Newsweek does not decide that since the polls show an overwhelming majority of Americans favor parental consent before abortions and oppose partial-birth abortion, whether Democrats "see big political risks" in going further to the left "than most Americans want to go." For his part, Fineman thinks the right to abortion is an inalienable right:

I think that in the 60s and 70s we enshrined the idea of individual rights, and Roe was a product of that -- and, in the case of women's rights, there is no going back. Nor, as a general matter, should we want to go back on women's rights.

And the carping by Fineman continued with this question:

Atascadero, CA: Why in the world would any man's laws force a woman to bear a pregnancy due to rape or incest thereby raping her twice in my opinion? I shall never understand why politics enters into the privacy of such a woman's only world. What are these lawmakers thinking? Certainly not of the woman, nor of the unborn child who would surely be unwanted under these dire circumstances.

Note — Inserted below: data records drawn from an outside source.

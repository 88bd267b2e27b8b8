//! Object storage backend configuration.

use serde::{Deserialize, Serialize};

/// Storage zone settings used by the uploader.
#[derive(Debug, Clone, Serialize, Deserialize)]
pub struct StorageConfig {
    /// Storage API endpoint (scheme + host).
    #[serde(default = "default_endpoint")]
    pub endpoint: String,
    /// Storage zone name.
    #[serde(default)]
    pub zone: String,
    /// Storage zone password, sent as the `AccessKey` header.
    #[serde(default)]
    pub password: String,
    /// Prefix prepended to generated upload paths.
    #[serde(default = "default_upload_prefix")]
    pub upload_prefix: String,
    /// Upload request timeout in seconds.
    #[serde(default = "default_timeout")]
    pub timeout_seconds: u64,
}

impl Default for StorageConfig {
    fn default() -> Self {
        Self {
            endpoint: default_endpoint(),
            zone: String::new(),
            password: String::new(),
            upload_prefix: default_upload_prefix(),
            timeout_seconds: default_timeout(),
        }
    }
}

fn default_endpoint() -> String {
    "https://storage.bunnycdn.com".to_string()
}

fn default_upload_prefix() -> String {
    "jobs/".to_string()
}

fn default_timeout() -> u64 {
    60
}
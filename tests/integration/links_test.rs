//! Minting and redirect tests.

use axum::http::StatusCode;
use serde_json::json;

use crate::helpers::{ADMIN_TOKEN, PULL_BASE, PUBLIC_BASE, T0, TestApp, test_config};

#[tokio::test]
async fn test_mint_then_redirect() {
    let app = TestApp::new();

    let (token, body) = app.mint("videos/a.mp4", Some(120)).await;
    assert_eq!(body["exp"], T0 + 120);
    assert_eq!(body["target"], format!("{PULL_BASE}/videos/a.mp4"));
    assert_eq!(body["shortUrl"], format!("{PUBLIC_BASE}/l/{token}"));

    let response = app.request("GET", &format!("/l/{token}"), None, None).await;
    assert_eq!(response.status, StatusCode::FOUND);
    assert_eq!(
        response.header("location"),
        Some(format!("{PULL_BASE}/videos/a.mp4").as_str())
    );
    assert_eq!(response.header("cache-control"), Some("no-store"));
}

#[tokio::test]
async fn test_mint_strips_leading_slashes_and_clamps_ttl() {
    let app = TestApp::new();

    let (_, short) = app.mint("///docs/report.pdf", Some(1)).await;
    assert_eq!(short["exp"], T0 + 60);
    assert_eq!(short["target"], format!("{PULL_BASE}/docs/report.pdf"));

    let (_, long) = app.mint("docs/report.pdf", Some(10_000_000)).await;
    assert_eq!(long["exp"], T0 + 86_400);

    let (_, default) = app.mint("docs/report.pdf", None).await;
    assert_eq!(default["exp"], T0 + 600);
}

#[tokio::test]
async fn test_mint_requires_admin_token() {
    let app = TestApp::new();
    let body = json!({ "path": "videos/a.mp4" });

    let missing = app.request("POST", "/api/links", Some(body.clone()), None).await;
    assert_eq!(missing.status, StatusCode::UNAUTHORIZED);
    assert_eq!(missing.body["error"], "UNAUTHORIZED");

    let wrong = app
        .request("POST", "/api/links", Some(body), Some("not-the-token"))
        .await;
    assert_eq!(wrong.status, StatusCode::UNAUTHORIZED);
    assert!(wrong.body.get("shortUrl").is_none());
}

#[tokio::test]
async fn test_mint_rejects_missing_path() {
    let app = TestApp::new();

    let empty = app
        .request("POST", "/api/links", Some(json!({ "path": "" })), Some(ADMIN_TOKEN))
        .await;
    assert_eq!(empty.status, StatusCode::BAD_REQUEST);
    assert_eq!(empty.body["error"], "VALIDATION_ERROR");

    let slashes = app
        .request("POST", "/api/links", Some(json!({ "path": "///" })), Some(ADMIN_TOKEN))
        .await;
    assert_eq!(slashes.status, StatusCode::BAD_REQUEST);

    let absent = app
        .request("POST", "/api/links", Some(json!({})), Some(ADMIN_TOKEN))
        .await;
    assert_eq!(absent.status, StatusCode::BAD_REQUEST);
}

#[tokio::test]
async fn test_mint_without_admin_token_configured() {
    let mut config = test_config();
    config.admin.api_token = String::new();
    let app = TestApp::with_config(config);

    let response = app
        .request(
            "POST",
            "/api/links",
            Some(json!({ "path": "videos/a.mp4" })),
            Some("anything"),
        )
        .await;
    assert_eq!(response.status, StatusCode::INTERNAL_SERVER_ERROR);
    assert_eq!(response.body["error"], "CONFIGURATION_ERROR");
}

#[tokio::test]
async fn test_mint_without_signing_secret() {
    let mut config = test_config();
    config.links.signing_secret = String::new();
    let app = TestApp::with_config(config);

    let response = app
        .request(
            "POST",
            "/api/links",
            Some(json!({ "path": "videos/a.mp4" })),
            Some(ADMIN_TOKEN),
        )
        .await;
    assert_eq!(response.status, StatusCode::INTERNAL_SERVER_ERROR);
}

#[tokio::test]
async fn test_repeated_failures_lock_out_caller() {
    let app = TestApp::new();
    let body = json!({ "path": "videos/a.mp4" });
    let attacker = Some("203.0.113.9:5000");

    for _ in 0..10 {
        let response = app
            .request_from(attacker, "POST", "/api/links", Some(body.clone()), Some("guess"), &[])
            .await;
        assert_eq!(response.status, StatusCode::UNAUTHORIZED);
    }

    let locked = app
        .request_from(attacker, "POST", "/api/links", Some(body.clone()), Some(ADMIN_TOKEN), &[])
        .await;
    assert_eq!(locked.status, StatusCode::TOO_MANY_REQUESTS);
    assert_eq!(locked.body["error"], "RATE_LIMITED");

    let other = app
        .request_from(
            Some("198.51.100.7:5000"),
            "POST",
            "/api/links",
            Some(body),
            Some(ADMIN_TOKEN),
            &[],
        )
        .await;
    assert_eq!(other.status, StatusCode::OK);
}

#[tokio::test]
async fn test_rotating_forwarded_header_does_not_reset_lockout() {
    let app = TestApp::new();
    let body = json!({ "path": "videos/a.mp4" });
    let attacker = Some("203.0.113.9:5000");

    for i in 0..11 {
        let forwarded = format!("10.0.0.{i}");
        let response = app
            .request_from(
                attacker,
                "POST",
                "/api/links",
                Some(body.clone()),
                Some("guess"),
                &[("x-forwarded-for", forwarded.as_str())],
            )
            .await;
        let expected = if i < 10 {
            StatusCode::UNAUTHORIZED
        } else {
            StatusCode::TOO_MANY_REQUESTS
        };
        assert_eq!(response.status, expected, "attempt {i}");
    }

    let locked = app
        .request_from(
            attacker,
            "POST",
            "/api/links",
            Some(body),
            Some(ADMIN_TOKEN),
            &[("x-forwarded-for", "10.0.0.99")],
        )
        .await;
    assert_eq!(locked.status, StatusCode::TOO_MANY_REQUESTS);
}

#[tokio::test]
async fn test_local_proxy_keys_callers_by_forwarded_hop() {
    let app = TestApp::new();
    let body = json!({ "path": "videos/a.mp4" });
    let proxy = Some("127.0.0.1:40000");

    for _ in 0..10 {
        let response = app
            .request_from(
                proxy,
                "POST",
                "/api/links",
                Some(body.clone()),
                Some("guess"),
                &[("x-forwarded-for", "10.9.9.9, 203.0.113.9")],
            )
            .await;
        assert_eq!(response.status, StatusCode::UNAUTHORIZED);
    }

    let locked = app
        .request_from(
            proxy,
            "POST",
            "/api/links",
            Some(body.clone()),
            Some(ADMIN_TOKEN),
            &[("x-forwarded-for", "1.2.3.4, 203.0.113.9")],
        )
        .await;
    assert_eq!(locked.status, StatusCode::TOO_MANY_REQUESTS);

    let other = app
        .request_from(
            proxy,
            "POST",
            "/api/links",
            Some(body),
            Some(ADMIN_TOKEN),
            &[("x-forwarded-for", "198.51.100.7")],
        )
        .await;
    assert_eq!(other.status, StatusCode::OK);
}

#[tokio::test]
async fn test_mint_hides_parser_detail() {
    let app = TestApp::new();
    let response = app
        .request("POST", "/api/links", Some(json!({ "path": 5 })), Some(ADMIN_TOKEN))
        .await;

    assert_eq!(response.status, StatusCode::BAD_REQUEST);
    assert_eq!(response.body["error"], "VALIDATION_ERROR");
    assert_eq!(response.body["message"], "Invalid request body");
    assert!(!response.text.contains("invalid type"));
}

#[tokio::test]
async fn test_redirect_rejects_malformed_token() {
    let app = TestApp::new();

    for token in ["nodot", "a.", ".b", "a.b.c", "a+b.c"] {
        let response = app.request("GET", &format!("/l/{token}"), None, None).await;
        assert_eq!(response.status, StatusCode::BAD_REQUEST, "{token}");
        assert_eq!(response.text, "Bad token");
    }
}

#[tokio::test]
async fn test_redirect_rejects_tampered_token() {
    let app = TestApp::new();
    let (token, _) = app.mint("videos/a.mp4", None).await;
    let (other, _) = app.mint("videos/secret.mp4", None).await;

    let (payload, _) = other.split_once('.').unwrap();
    let (_, signature) = token.split_once('.').unwrap();
    let forged = format!("{payload}.{signature}");

    let response = app.request("GET", &format!("/l/{forged}"), None, None).await;
    assert_eq!(response.status, StatusCode::UNAUTHORIZED);
    assert_eq!(response.text, "Invalid signature");
    assert!(response.header("location").is_none());
}

#[tokio::test]
async fn test_redirect_expiry_boundary() {
    let app = TestApp::new();
    let (token, body) = app.mint("videos/a.mp4", Some(120)).await;
    let exp = body["exp"].as_i64().unwrap();
    let uri = format!("/l/{token}");

    app.clock.set(exp);
    let at_expiry = app.request("GET", &uri, None, None).await;
    assert_eq!(at_expiry.status, StatusCode::FOUND);

    app.clock.set(exp + 1);
    let after = app.request("GET", &uri, None, None).await;
    assert_eq!(after.status, StatusCode::GONE);
    assert_eq!(after.text, "Link expired");
}

#[tokio::test]
async fn test_redirect_without_signing_secret() {
    let mut config = test_config();
    config.links.signing_secret = String::new();
    let app = TestApp::with_config(config);

    let response = app.request("GET", "/l/abc.def", None, None).await;
    assert_eq!(response.status, StatusCode::INTERNAL_SERVER_ERROR);
    assert_eq!(response.text, "Server misconfigured");
}

#[tokio::test]
async fn test_redirect_needs_no_admin_token() {
    let app = TestApp::new();
    let (token, _) = app.mint("videos/a.mp4", None).await;

    let response = app
        .request("GET", &format!("/l/{token}"), None, Some("wrong"))
        .await;
    assert_eq!(response.status, StatusCode::FOUND);
}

Howard Fineman: One has to ask whether, if most of the SoDak legislators were women, they would have denied the rape exception. Making that statement doesn't and shouldn't brand me a "liberal." I am just a reporter trying to be logical and fair.

The overwhelming tenor of the questions (and Newsweek readers, too?) was liberal and outraged like Atascadero. Hudson, Ohio was the oddball. It was amusing when Fineman ended the chat this way: "whether we are Christians or not, I think we would all agree that our public discourse could use some love and grace."

Too bad Fineman didn't have any grace to offer Hudson, Ohio.